SOURCE DATA section start

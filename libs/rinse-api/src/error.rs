use std::fmt;

/// Error kind for driver-side failures.
#[derive(Debug, Clone, Copy, PartialEq, Eq)]
pub enum ErrorKind {
    /// Network or storage I/O while fetching out-of-line content.
    Io,
    /// Content could not be decoded (bad UTF-8, malformed payload).
    Format,
    /// Reading the member itself failed (closed cursor, revoked handle).
    Access,
    /// Anything else.
    Logic,
}

impl fmt::Display for ErrorKind {
    fn fmt(&self, f: &mut fmt::Formatter<'_>) -> fmt::Result {
        match self {
            ErrorKind::Io => f.write_str("io"),
            ErrorKind::Format => f.write_str("format"),
            ErrorKind::Access => f.write_str("access"),
            ErrorKind::Logic => f.write_str("logic"),
        }
    }
}

/// Error raised by the driver layer: a failed large-object fetch or an
/// unreadable record member.
#[derive(Debug, Clone, PartialEq, Eq)]
pub struct DriverError {
    pub kind: ErrorKind,
    pub message: String,
}

impl DriverError {
    pub fn io(msg: impl Into<String>) -> Self {
        Self { kind: ErrorKind::Io, message: msg.into() }
    }

    pub fn format(msg: impl Into<String>) -> Self {
        Self { kind: ErrorKind::Format, message: msg.into() }
    }

    pub fn access(msg: impl Into<String>) -> Self {
        Self { kind: ErrorKind::Access, message: msg.into() }
    }

    pub fn logic(msg: impl Into<String>) -> Self {
        Self { kind: ErrorKind::Logic, message: msg.into() }
    }

    /// Add context to the error, preserving the original ErrorKind.
    ///
    /// Produces: `"context: original message"`.
    pub fn with_context(self, ctx: impl fmt::Display) -> Self {
        Self {
            kind: self.kind,
            message: format!("{ctx}: {}", self.message),
        }
    }
}

impl fmt::Display for DriverError {
    fn fmt(&self, f: &mut fmt::Formatter<'_>) -> fmt::Result {
        write!(f, "{}: {}", self.kind, self.message)
    }
}

impl std::error::Error for DriverError {}

// ---------------------------------------------------------------------------
// From impls: standard error types → DriverError with correct ErrorKind
// ---------------------------------------------------------------------------

impl From<serde_json::Error> for DriverError {
    fn from(e: serde_json::Error) -> Self {
        Self::format(e.to_string())
    }
}

impl From<std::string::FromUtf8Error> for DriverError {
    fn from(e: std::string::FromUtf8Error) -> Self {
        Self::format(e.to_string())
    }
}

#[cfg(test)]
mod tests {
    use super::*;

    #[test]
    fn context_keeps_kind() {
        let err = DriverError::io("connection reset").with_context("field 'CONTENT'");
        assert_eq!(err.kind, ErrorKind::Io);
        assert_eq!(err.message, "field 'CONTENT': connection reset");
        assert_eq!(err.to_string(), "io: field 'CONTENT': connection reset");
    }

    #[test]
    fn utf8_errors_are_format_errors() {
        let err: DriverError = String::from_utf8(vec![0xff, 0xfe]).unwrap_err().into();
        assert_eq!(err.kind, ErrorKind::Format);
    }
}
use std::future::Future;
use std::pin::Pin;

use crate::error::DriverError;

/// Handle to out-of-line field content (CLOB/BLOB) exposed by the driver.
///
/// The content is not part of the row; reading it needs a separate round
/// trip. Implementations enforce their own timeouts; the engine never
/// cancels a fetch.
pub trait LargeObject: Send + Sync {
    /// Fetch the full content. `Ok(None)` means the object resolved to nothing.
    fn fetch(&self) -> Pin<Box<dyn Future<Output = Result<Option<String>, DriverError>> + Send + '_>>;
}

/// Large object whose content the driver already materialized.
#[derive(Debug, Clone, Default)]
pub struct InlineLargeObject {
    content: Option<String>,
}

impl InlineLargeObject {
    pub fn new(content: impl Into<String>) -> Self {
        Self {
            content: Some(content.into()),
        }
    }

    /// Handle that resolves to nothing.
    pub fn empty() -> Self {
        Self { content: None }
    }
}

impl LargeObject for InlineLargeObject {
    fn fetch(&self) -> Pin<Box<dyn Future<Output = Result<Option<String>, DriverError>> + Send + '_>> {
        Box::pin(async move { Ok(self.content.clone()) })
    }
}

/// Binary large object whose bytes the driver already materialized.
/// Content is decoded as UTF-8 on fetch.
#[derive(Debug, Clone, Default)]
pub struct BytesLargeObject {
    bytes: Option<Vec<u8>>,
}

impl BytesLargeObject {
    pub fn new(bytes: impl Into<Vec<u8>>) -> Self {
        Self {
            bytes: Some(bytes.into()),
        }
    }
}

impl LargeObject for BytesLargeObject {
    fn fetch(&self) -> Pin<Box<dyn Future<Output = Result<Option<String>, DriverError>> + Send + '_>> {
        Box::pin(async move {
            match &self.bytes {
                Some(bytes) => String::from_utf8(bytes.clone()).map(Some).map_err(DriverError::from),
                None => Ok(None),
            }
        })
    }
}
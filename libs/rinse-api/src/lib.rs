pub mod error;
pub mod graph;
pub mod large_object;
pub mod mapping;
pub mod record;
pub mod value;

pub use error::{DriverError, ErrorKind};
pub use graph::{NodeId, RawGraph, RawNode};
pub use large_object::{BytesLargeObject, InlineLargeObject, LargeObject};
pub use mapping::{FieldMap, FieldMapping};
pub use record::{FallbackReason, SanitizedRecord};
pub use value::{RawValue, Scalar};
pub mod batch;
pub mod config;
pub mod driver;
pub mod engine;
pub mod error;
pub mod extract;
pub mod fallback;
pub mod large_fields;
pub mod metrics;
pub mod positional;
pub mod sanitize;
pub mod validate;

pub use batch::CollectionOptions;
pub use config::RinseConfig;
pub use engine::Engine;
pub use error::EngineError;
pub use metrics::{Metrics, MetricsSnapshot};
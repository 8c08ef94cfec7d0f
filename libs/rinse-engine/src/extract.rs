use chrono::{DateTime, SecondsFormat};
use serde_json::{Map, Value};

use rinse_api::graph::{NodeId, RawGraph, RawNode};
use rinse_api::value::RawValue;

use crate::config::ExtractConfig;
use crate::error::EngineError;
use crate::metrics::{Counter, Metrics};
use crate::validate;

/// Compound nodes on the current recursion path.
///
/// Entered on the way down, left on the way up, so only back-edges (a node
/// reaching one of its own ancestors) are detected. A node shared by two
/// sibling branches is visited once per branch.
#[derive(Debug, Default)]
pub struct VisitPath {
    ids: Vec<NodeId>,
}

impl VisitPath {
    pub fn new() -> Self {
        Self::default()
    }

    /// Path that already contains `root` (the record being sanitized).
    pub fn rooted(root: NodeId) -> Self {
        Self { ids: vec![root] }
    }

    pub fn contains(&self, id: NodeId) -> bool {
        self.ids.contains(&id)
    }

    pub fn depth(&self) -> usize {
        self.ids.len()
    }

    fn enter(&mut self, id: NodeId) {
        self.ids.push(id);
    }

    fn leave(&mut self) {
        self.ids.pop();
    }
}

/// Reduces raw driver values to plain JSON values.
///
/// Synchronous: large-object handles are left for the large-object
/// extractor and come out as a `null` placeholder.
#[derive(Clone, Copy)]
pub struct Extractor<'a> {
    graph: &'a RawGraph,
    metrics: &'a Metrics,
    config: &'a ExtractConfig,
}

impl<'a> Extractor<'a> {
    pub fn new(graph: &'a RawGraph, metrics: &'a Metrics, config: &'a ExtractConfig) -> Self {
        Self {
            graph,
            metrics,
            config,
        }
    }

    pub fn graph(&self) -> &'a RawGraph {
        self.graph
    }

    pub fn metrics(&self) -> &'a Metrics {
        self.metrics
    }

    /// Extract a standalone value with a fresh path.
    pub fn extract(&self, value: &RawValue) -> Result<Value, EngineError> {
        let mut path = VisitPath::new();
        self.extract_in(value, &mut path)
    }

    /// Extract `value` below the nodes already on `path`.
    ///
    /// Errors only when `value` itself cannot be read. Failures further down
    /// are absorbed: a bad array element becomes `null`, a bad structure
    /// member is dropped.
    pub fn extract_in(&self, value: &RawValue, path: &mut VisitPath) -> Result<Value, EngineError> {
        match value {
            RawValue::Scalar(s) => Ok(validate::validate_counted(s.clone(), self.metrics).into_json()),
            RawValue::Wrapped(inner) => match self.extract_in(inner, path) {
                Ok(v) => Ok(v),
                Err(e) => {
                    tracing::warn!(error = %e, "wrapped value accessor failed, using null");
                    Ok(Value::Null)
                }
            },
            RawValue::LargeObject(_) => {
                tracing::debug!("large object deferred to content fetch");
                Ok(Value::Null)
            }
            RawValue::Array(id) | RawValue::Object(id) => self.extract_node(*id, path),
            RawValue::Timestamp(ms) => Ok(iso_timestamp(*ms).map(Value::String).unwrap_or(Value::Null)),
            RawValue::Callable => Ok(Value::Null),
            RawValue::Opaque(text) => Ok(text
                .as_deref()
                .map(|t| Value::String(validate::clean_text(t)))
                .unwrap_or(Value::Null)),
            RawValue::Unreadable(e) => Err(EngineError::Driver(e.clone())),
        }
    }

    fn extract_node(&self, id: NodeId, path: &mut VisitPath) -> Result<Value, EngineError> {
        let node = self
            .graph
            .node(id)
            .ok_or(EngineError::DanglingNode(id.index()))?;

        if path.contains(id) {
            self.metrics.incr(Counter::CircularReferences);
            tracing::warn!(node = id.index(), "circular reference, using null");
            return Ok(Value::Null);
        }
        if path.depth() >= self.config.max_depth {
            self.metrics.incr(Counter::DepthLimitHits);
            tracing::warn!(node = id.index(), max_depth = self.config.max_depth, "nesting too deep, using null");
            return Ok(Value::Null);
        }

        path.enter(id);
        let value = match node {
            RawNode::Array(items) => Value::Array(self.extract_items(items, path)),
            RawNode::Object(members) => Value::Object(self.extract_members(members, path)),
        };
        path.leave();
        Ok(value)
    }

    fn extract_items(&self, items: &[RawValue], path: &mut VisitPath) -> Vec<Value> {
        let mut out = Vec::with_capacity(items.len());
        for (i, item) in items.iter().enumerate() {
            match self.extract_in(item, path) {
                Ok(v) => out.push(v),
                Err(e) => {
                    tracing::warn!(index = i, error = %e, "array element extraction failed, using null");
                    out.push(Value::Null);
                }
            }
        }
        out
    }

    fn extract_members(&self, members: &[(String, RawValue)], path: &mut VisitPath) -> Map<String, Value> {
        let mut out = Map::new();
        for (name, value) in members {
            if self.is_private(name) || matches!(value, RawValue::Callable) {
                continue;
            }
            match self.extract_in(value, path) {
                Ok(v) => {
                    out.insert(name.clone(), v);
                }
                Err(e) => {
                    tracing::warn!(member = %name, error = %e, "member extraction failed, omitting");
                }
            }
        }
        out
    }

    fn is_private(&self, name: &str) -> bool {
        !self.config.private_prefix.is_empty() && name.starts_with(&self.config.private_prefix)
    }
}

/// ISO-8601 UTC with millisecond precision (`2024-03-01T12:00:00.000Z`).
/// `None` for instants outside the calendar range.
pub fn iso_timestamp(ms: i64) -> Option<String> {
    DateTime::from_timestamp_millis(ms).map(|dt| dt.to_rfc3339_opts(SecondsFormat::Millis, true))
}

SOURCE DATA section end

## ACTIVITY
Retrieve each line from the records above where the word "that" occurs.

## RESULT FOR THIS EXERCISE
    /// Handle that resolves to nothing.
    /// Path that already contains `root` (the record being sanitized).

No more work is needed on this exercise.